Hace pocas semanas una plaza cercana a mi casa fue tomada, todo el día, por unos veteranos de los Tercios de Flandes o sus herederos. Desplegaron tiendas de campaña y tocaron marchas, y hacia las cinco de la tarde un tipo empezó a hablar con megáfono, y habló sin pausa no menos de dos horas y media. Yo intentaba trabajar y abstraerme de su vociferación, pero me llegaban el runrún inagotable y fragmentos (“porque un caballero español…”, “somos lo que somos porque fuimos lo que fuimos”, etc).
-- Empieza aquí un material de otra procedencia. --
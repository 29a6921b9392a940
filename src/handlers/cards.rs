//! Card and card-credit HTTP handlers.

use crate::{
    db::DbPool,
    error::{AppError, conflict_on_unique},
    models::card::{Card, CreateCardRequest, Credit, CreditRequest},
    services::card_service,
};
use axum::{Json, extract::State, http::StatusCode};

/// Register a payment card for a customer.
pub async fn create_card(
    State(pool): State<DbPool>,
    Json(request): Json<CreateCardRequest>,
) -> Result<(StatusCode, Json<Card>), AppError> {
    let customer_exists: bool =
        sqlx::query_scalar("SELECT EXISTS(SELECT 1 FROM customers WHERE id = $1)")
            .bind(request.customer_id)
            .fetch_one(&pool)
            .await?;
    if !customer_exists {
        return Err(AppError::NotFound("customer"));
    }

    let card = sqlx::query_as::<_, Card>(
        r#"
        INSERT INTO cards (card_number, card_type, expiration_date, cardholder_name, balance, customer_id)
        VALUES ($1, $2, $3, $4, $5, $6)
        RETURNING id, card_number, card_type, expiration_date, cardholder_name, balance, customer_id
        "#,
    )
    .bind(&request.card_number)
    .bind(&request.card_type)
    .bind(request.expiration_date)
    .bind(&request.cardholder_name)
    .bind(request.balance)
    .bind(request.customer_id)
    .fetch_one(&pool)
    .await
    .map_err(|e| conflict_on_unique(e, "card"))?;

    Ok((StatusCode::CREATED, Json(card)))
}

/// Credit a card, bumping its balance and recording the credit atomically.
pub async fn create_credit(
    State(pool): State<DbPool>,
    Json(request): Json<CreditRequest>,
) -> Result<(StatusCode, Json<Credit>), AppError> {
    let credit = card_service::record_credit(&pool, &request).await?;

    Ok((StatusCode::CREATED, Json(credit)))
}
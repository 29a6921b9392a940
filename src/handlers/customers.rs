//! Customer HTTP handlers.

use crate::{
    db::DbPool,
    error::{AppError, conflict_on_unique},
    models::customer::{CreateCustomerRequest, Customer},
};
use axum::{
    Json,
    extract::{Path, State},
    http::StatusCode,
};

/// Register a new customer.
pub async fn create_customer(
    State(pool): State<DbPool>,
    Json(request): Json<CreateCustomerRequest>,
) -> Result<(StatusCode, Json<Customer>), AppError> {
    let customer = sqlx::query_as::<_, Customer>(
        r#"
        INSERT INTO customers (
            first_name, last_name, email_address, phone_number,
            address, date_of_birth, nin, rib
        )
        VALUES ($1, $2, $3, $4, $5, $6, $7, $8)
        RETURNING *
        "#,
    )
    .bind(&request.first_name)
    .bind(&request.last_name)
    .bind(&request.email_address)
    .bind(&request.phone_number)
    .bind(&request.address)
    .bind(request.date_of_birth)
    .bind(&request.nin)
    .bind(&request.rib)
    .fetch_one(&pool)
    .await
    .map_err(|e| conflict_on_unique(e, "customer"))?;

    Ok((StatusCode::CREATED, Json(customer)))
}

/// Get customer details by ID.
pub async fn get_customer(
    State(pool): State<DbPool>,
    Path(customer_id): Path<i64>,
) -> Result<Json<Customer>, AppError> {
    let customer = sqlx::query_as::<_, Customer>("SELECT * FROM customers WHERE id = $1")
        .bind(customer_id)
        .fetch_optional(&pool)
        .await?
        .ok_or(AppError::NotFound("customer"))?;

    Ok(Json(customer))
}
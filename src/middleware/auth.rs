//! Session-token authentication middleware.
//!
//! Protected requests carry `Authorization: Bearer <token>`. The token is
//! hashed with SHA-256 and matched against the `sessions` table; a hit
//! injects an [`AuthContext`] into the request extensions, a miss is
//! rejected with HTTP 401.
//!
//! There is no server-side login state beyond the session row itself: the
//! context is built per request and handlers stay stateless.

use crate::{db::DbPool, error::AppError, models::session::Session};
use axum::{
    extract::{Request, State},
    middleware::Next,
    response::Response,
};
use sha2::{Digest, Sha256};

/// Authentication context attached to authenticated requests.
///
/// Route handlers extract this with `Extension<AuthContext>` to know which
/// back-office user made the request.
#[derive(Debug, Clone)]
pub struct AuthContext {
    /// ID of the authenticated user
    pub user_id: i64,

    /// Username of the authenticated user
    pub username: String,
}

/// Hex-encoded SHA-256 digest. Used for both session tokens and password
/// storage so the plaintext never reaches the database.
pub fn sha256_hex(input: &str) -> String {
    let mut hasher = Sha256::new();
    hasher.update(input.as_bytes());
    hex::encode(hasher.finalize())
}

/// Session authentication middleware function.
///
/// # Flow
///
/// 1. Extract `Authorization: Bearer <token>` header
/// 2. Hash the token with SHA-256
/// 3. Look up a non-revoked session with that hash, joined to its user
/// 4. Found: inject [`AuthContext`], call the next handler
/// 5. Not found: return 401 Unauthorized
pub async fn auth_middleware(
    State(pool): State<DbPool>,
    mut request: Request,
    next: Next,
) -> Result<Response, AppError> {
    let auth_header = request
        .headers()
        .get("Authorization")
        .and_then(|h| h.to_str().ok())
        .ok_or(AppError::Unauthorized)?;

    let token = auth_header
        .strip_prefix("Bearer ")
        .ok_or(AppError::Unauthorized)?;

    let token_hash = sha256_hex(token);

    let session = sqlx::query_as::<_, Session>(
        r#"
        SELECT id, user_id, token_hash, created_at, revoked
        FROM sessions
        WHERE token_hash = $1 AND revoked = false
        "#,
    )
    .bind(&token_hash)
    .fetch_optional(&pool)
    .await?
    .ok_or(AppError::Unauthorized)?;

    let username: String = sqlx::query_scalar("SELECT username FROM users WHERE id = $1")
        .bind(session.user_id)
        .fetch_one(&pool)
        .await?;

    request.extensions_mut().insert(AuthContext {
        user_id: session.user_id,
        username,
    });

    Ok(next.run(request).await)
}
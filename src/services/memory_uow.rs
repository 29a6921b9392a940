//! In-memory bank backing the transfer executor in tests.
//!
//! [`MemoryBank`] plays the role of the database: a shared map of account
//! balances plus an append-only ledger. [`MemoryUow`] stages writes and only
//! publishes them on commit, mirroring the rollback-on-drop semantics of the
//! PostgreSQL unit of work. A [`Fault`] can be scheduled to make a specific
//! storage call fail, which is how the atomicity tests simulate a backend
//! outage mid-transfer.

use crate::services::transfer::{
    AccountView, EntryType, NewLedgerEntry, StoreError, TransferUow,
};
use async_trait::async_trait;
use chrono::NaiveDate;
use rust_decimal::Decimal;
use std::collections::BTreeMap;
use std::sync::{Arc, Mutex};

/// A committed ledger row.
#[derive(Debug, Clone)]
pub struct LedgerRow {
    pub id: i64,
    pub account_id: i64,
    pub amount: Decimal,
    pub currency: String,
    pub entry_date: NaiveDate,
    pub entry_type: EntryType,
}

#[derive(Debug, Default)]
struct BankState {
    accounts: BTreeMap<i64, Decimal>,
    ledger: Vec<LedgerRow>,
    next_entry_id: i64,
}

/// Storage call at which a scheduled [`Fault`] fires. Call indices are
/// zero-based within one unit of work.
#[derive(Debug, Clone, Copy, PartialEq, Eq)]
pub enum Fault {
    OnApplyDelta(usize),
    OnAppendEntry(usize),
    OnCommit,
}

/// Thread-safe in-memory account store and transaction log.
#[derive(Debug, Default, Clone)]
pub struct MemoryBank {
    inner: Arc<Mutex<BankState>>,
}

impl MemoryBank {
    pub fn new() -> Self {
        Self::default()
    }

    /// Create an account with the given id and opening balance.
    pub fn open_account(&self, id: i64, balance: Decimal) {
        let mut state = self.inner.lock().unwrap_or_else(std::sync::PoisonError::into_inner);
        state.accounts.insert(id, balance);
    }

    /// Committed balance of an account, if it exists.
    pub fn balance(&self, id: i64) -> Option<Decimal> {
        let state = self.inner.lock().unwrap_or_else(std::sync::PoisonError::into_inner);
        state.accounts.get(&id).copied()
    }

    /// Snapshot of all committed ledger rows, in append order.
    pub fn ledger(&self) -> Vec<LedgerRow> {
        let state = self.inner.lock().unwrap_or_else(std::sync::PoisonError::into_inner);
        state.ledger.clone()
    }

    /// Start a unit of work over this bank.
    pub fn begin(&self) -> MemoryUow {
        MemoryUow {
            bank: self.clone(),
            staged_deltas: Vec::new(),
            staged_entries: Vec::new(),
            fault: None,
            delta_calls: 0,
            append_calls: 0,
            committed: false,
        }
    }

    /// Start a unit of work that fails at the given storage call.
    pub fn begin_with_fault(&self, fault: Fault) -> MemoryUow {
        let mut uow = self.begin();
        uow.fault = Some(fault);
        uow
    }
}

/// One staged transaction over a [`MemoryBank`]. Writes become visible only
/// on commit; dropping the value discards them.
pub struct MemoryUow {
    bank: MemoryBank,
    staged_deltas: Vec<(i64, Decimal)>,
    staged_entries: Vec<NewLedgerEntry>,
    fault: Option<Fault>,
    delta_calls: usize,
    append_calls: usize,
    committed: bool,
}

impl MemoryUow {
    fn injected(msg: &str) -> StoreError {
        StoreError(format!("injected fault: {msg}"))
    }
}

#[async_trait]
impl TransferUow for MemoryUow {
    async fn lock_account(&mut self, id: i64) -> Result<Option<AccountView>, StoreError> {
        let state = self
            .bank
            .inner
            .lock()
            .map_err(|_| StoreError("bank lock poisoned".to_string()))?;
        let Some(committed) = state.accounts.get(&id).copied() else {
            return Ok(None);
        };
        // Read-your-writes: fold staged deltas into the snapshot.
        let staged: Decimal = self
            .staged_deltas
            .iter()
            .filter(|(acct, _)| *acct == id)
            .map(|(_, delta)| *delta)
            .sum();
        Ok(Some(AccountView {
            id,
            balance: committed + staged,
        }))
    }

    async fn apply_delta(&mut self, id: i64, delta: Decimal) -> Result<(), StoreError> {
        if self.fault == Some(Fault::OnApplyDelta(self.delta_calls)) {
            return Err(Self::injected("balance write failed"));
        }
        self.delta_calls += 1;
        self.staged_deltas.push((id, delta));
        Ok(())
    }

    async fn append_entry(&mut self, entry: NewLedgerEntry) -> Result<i64, StoreError> {
        if self.fault == Some(Fault::OnAppendEntry(self.append_calls)) {
            return Err(Self::injected("ledger append failed"));
        }
        self.append_calls += 1;
        let state = self
            .bank
            .inner
            .lock()
            .map_err(|_| StoreError("bank lock poisoned".to_string()))?;
        let id = state.next_entry_id + self.staged_entries.len() as i64 + 1;
        drop(state);
        self.staged_entries.push(entry);
        Ok(id)
    }

    async fn commit(&mut self) -> Result<(), StoreError> {
        if self.committed {
            return Err(StoreError("unit of work already committed".to_string()));
        }
        if self.fault == Some(Fault::OnCommit) {
            return Err(Self::injected("commit failed"));
        }
        let mut state = self
            .bank
            .inner
            .lock()
            .map_err(|_| StoreError("bank lock poisoned".to_string()))?;

        // Mirror the database CHECK (balance >= 0) constraint.
        for (id, delta) in &self.staged_deltas {
            let balance = state
                .accounts
                .get(id)
                .copied()
                .ok_or_else(|| StoreError(format!("account {id} vanished")))?;
            if balance + *delta < Decimal::ZERO {
                return Err(StoreError(format!("balance check violated for account {id}")));
            }
        }

        for (id, delta) in self.staged_deltas.drain(..) {
            if let Some(balance) = state.accounts.get_mut(&id) {
                *balance += delta;
            }
        }
        for entry in self.staged_entries.drain(..) {
            state.next_entry_id += 1;
            let id = state.next_entry_id;
            state.ledger.push(LedgerRow {
                id,
                account_id: entry.account_id,
                amount: entry.amount,
                currency: entry.currency,
                entry_date: entry.entry_date,
                entry_type: entry.entry_type,
            });
        }
        self.committed = true;
        Ok(())
    }
}

#[cfg(test)]
mod tests {
    use super::*;
    use rust_decimal_macros::dec;

    #[tokio::test]
    async fn staged_writes_are_invisible_until_commit() {
        let bank = MemoryBank::new();
        bank.open_account(1, dec!(100.00));

        let mut uow = bank.begin();
        uow.apply_delta(1, dec!(-40.00)).await.unwrap();
        assert_eq!(bank.balance(1), Some(dec!(100.00)));

        uow.commit().await.unwrap();
        assert_eq!(bank.balance(1), Some(dec!(60.00)));
    }

    #[tokio::test]
    async fn dropped_uow_discards_staged_writes() {
        let bank = MemoryBank::new();
        bank.open_account(1, dec!(100.00));

        {
            let mut uow = bank.begin();
            uow.apply_delta(1, dec!(-40.00)).await.unwrap();
            uow.append_entry(NewLedgerEntry {
                account_id: 1,
                amount: dec!(40.00),
                currency: "USD".to_string(),
                entry_date: NaiveDate::from_ymd_opt(2024, 1, 1).unwrap(),
                entry_type: EntryType::Debit,
            })
            .await
            .unwrap();
        }

        assert_eq!(bank.balance(1), Some(dec!(100.00)));
        assert!(bank.ledger().is_empty());
    }

    #[tokio::test]
    async fn lock_account_reads_staged_deltas() {
        let bank = MemoryBank::new();
        bank.open_account(1, dec!(50.00));

        let mut uow = bank.begin();
        uow.apply_delta(1, dec!(25.00)).await.unwrap();
        let view = uow.lock_account(1).await.unwrap().unwrap();
        assert_eq!(view.balance, dec!(75.00));
    }

    #[tokio::test]
    async fn missing_account_locks_as_none() {
        let bank = MemoryBank::new();
        let mut uow = bank.begin();
        assert!(uow.lock_account(42).await.unwrap().is_none());
    }
}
Ponderaba arrojarme por un balcón y dejar una nota acusando de asesinato por delegación al alcalde Almeida, que consentía y alentaba el tormento de medio vecindario, cuando paró el tipo. Pero fue sólo para que una tipa se abalanzara sobre el megáfono liberado y se tirara media hora más perorando a voz en cuello. La siguieron varios sujetos más, verborreicos y vacuos todos; la tortura se prolongó cuatro o más horas. Todo para un centenar de personas. Es decir, para satisfacer el antojo de pocos el alcalde permitió la tortura de miles y que una plaza fuera sitiada la jornada entera. Lo que más me maravilló fue que los asistentes, que debían de tener unos trescientos años si eran veteranos de los Tercios (y sólo así se explicaba el acto en sí, y su sumisión a las arengas), aguantaran a pie firme —como piqueros, arcabuceros y mosqueteros que eran— aquel sádico tostón sin desplomarse, considerando su edad matusalénica. Dada la enfermedad que aqueja a mis compatriotas y a nuestros primos ultramarinos, creo que, lo mismo que se combaten las drogas, deberían limitarse los megáfonos, altavoces y micrófonos. Ríanse de casinos y casas de apuestas. La adicción que éstos fomentan no es nada al lado de la de los amplificadores de voz, con público nutrido o sin él, con oyentes cautivos o sin ellos: al que habla eso le trae sin cuidado, porque lo embriaga su propio verbo hueco.